A reference of classical literature.
“The discourses of Cicero”,
the edition given by Adam of Ambergau in Venice in 1472.
“This edition is of excessive rarity and of value as a fine specimen of this printer’s work, of which but few examples have been preserved.”
Ciceron, Marcus Tullius. Orationes.
Venise, Adam de Ambergau, 1472.
In-folio [314 x 210] mm of 296 leafs of 37 lines, a12, b-f10, g-m10, n-v10, x-z10, A-C10, D-E8, F-G10, without 2 blank ll. type 2-116-R.
Straight-grained olive green morocco, triple gilt fillets with shell-like floral ornaments in corners on covers, richly decorated ribbed spine, triple gilt fillets on leading edges, vellum doublures in a large morocco frame richly decorated with gilt flowers, vellum endpapers, gilt edges. 19th century English binding by Lewis.
This third incunable edition of Cicero’s most famous discourses and statements is the work of one of the first typographers, Adam de Ambergau, whose name is only linked to 5 books produced during the years 1471 and 1472.
Hain Copinger, 5123 ; Pell, 3690 ; Pr, 4150 ; BMC, V, 189 ; Goff. Incunabula, G 543 ; GW 6766.
It is the third incunable edition after the one given in Rome in 1471 and the one given in Venice at the end of 1471 by C. Valdarfer.
The name of the printer and the place of printing have long divided bibliographers. De Bure himself, in his « Bibliographica instructive », hesitated between Adam de Ambergau and Adam Rot, whose printings are very rare.
To create this edition, Adam de Ambergau acquired a new type of font that was only used in the printing of Cicero’s Discourses.
All of the discourses and statements by the famous Roman orator are in this edition.
The rarity of this incunable edition has often been mentioned by bibliographers.
“A copy of this rare edition was sold in Paris in 1725 on the inventory of the late M. du Fay, for the sum of a hundred pounds.
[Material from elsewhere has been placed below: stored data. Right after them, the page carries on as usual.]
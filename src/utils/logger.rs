use tracing_subscriber::{layer::SubscriberExt, util::SubscriberInitExt, EnvFilter};

pub fn init_cli_logger(verbose: bool) {
    let filter = if verbose {
        EnvFilter::try_from_default_env()
            .unwrap_or_else(|_| EnvFilter::new("stock_dash=debug,info"))
    } else {
        EnvFilter::try_from_default_env().unwrap_or_else(|_| EnvFilter::new("stock_dash=info"))
    };

    tracing_subscriber::registry()
        .with(filter)
        .with(
            tracing_subscriber::fmt::layer()
                .with_target(false)
                .with_thread_ids(false)
                .with_file(false)
                .with_line_number(false)
                .compact(),
        )
        .init();
}

/// JSON lines for running the dev server under a log collector.
pub fn init_json_logger() {
    let filter =
        EnvFilter::try_from_default_env().unwrap_or_else(|_| EnvFilter::new("stock_dash=info"));

    tracing_subscriber::registry()
        .with(filter)
        .with(
            tracing_subscriber::fmt::layer()
                .with_target(false)
                .with_thread_ids(false)
                .with_file(false)
                .with_line_number(false)
                .json(),
        )
        .init();
}
//! Pure mapping from the dashboard's logical queries to request descriptors.
//! Nothing here touches the network.

use crate::api::params::QueryParams;
use reqwest::Method;

/// One outgoing request, relative to the API base path.
#[derive(Debug, Clone, PartialEq)]
pub struct RequestDescriptor {
    pub method: Method,
    /// Path segments below the base path. Ticker segments are kept raw and
    /// percent-encoded when the URL is assembled.
    pub segments: Vec<String>,
    pub query: QueryParams,
}

impl RequestDescriptor {
    fn get<I, S>(segments: I, query: QueryParams) -> Self
    where
        I: IntoIterator<Item = S>,
        S: Into<String>,
    {
        Self {
            method: Method::GET,
            segments: segments.into_iter().map(Into::into).collect(),
            query,
        }
    }

    /// Unencoded path, e.g. `/stocks/AAPL/kline`.
    pub fn path(&self) -> String {
        let mut path = String::new();
        for segment in &self.segments {
            path.push('/');
            path.push_str(segment);
        }
        path
    }
}

pub fn daily_summary(params: QueryParams) -> RequestDescriptor {
    RequestDescriptor::get(["market", "daily-summary"], params)
}

pub fn screener(params: QueryParams) -> RequestDescriptor {
    RequestDescriptor::get(["stocks", "screener"], params)
}

pub fn kline(ticker: &str, params: QueryParams) -> RequestDescriptor {
    RequestDescriptor::get(["stocks", ticker, "kline"], params)
}

pub fn list() -> RequestDescriptor {
    RequestDescriptor::get(["stocks", "list"], QueryParams::new())
}

pub fn detail(ticker: &str, params: QueryParams) -> RequestDescriptor {
    RequestDescriptor::get(["stocks", ticker, "detail"], params)
}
If another one were to come up, we don’t think it would go for the same price, because the value of these types of books has risen on the market, as there are many curious buyers who seek them.” (De Bure).
An old note from a bookseller is present on the endpaper and specifies that: “This edition is of excessive rarity and of value as a fine specimen of this printer’s work, of which but few examples have been preserved.”
A precious copy of this important edition of great classical civic literature, complete and very fresh, bound in olive green morocco by C. Lewis with vellum endpapers.
From the libraries of F. L. Keller and C. S. Ascheron with ex-libris.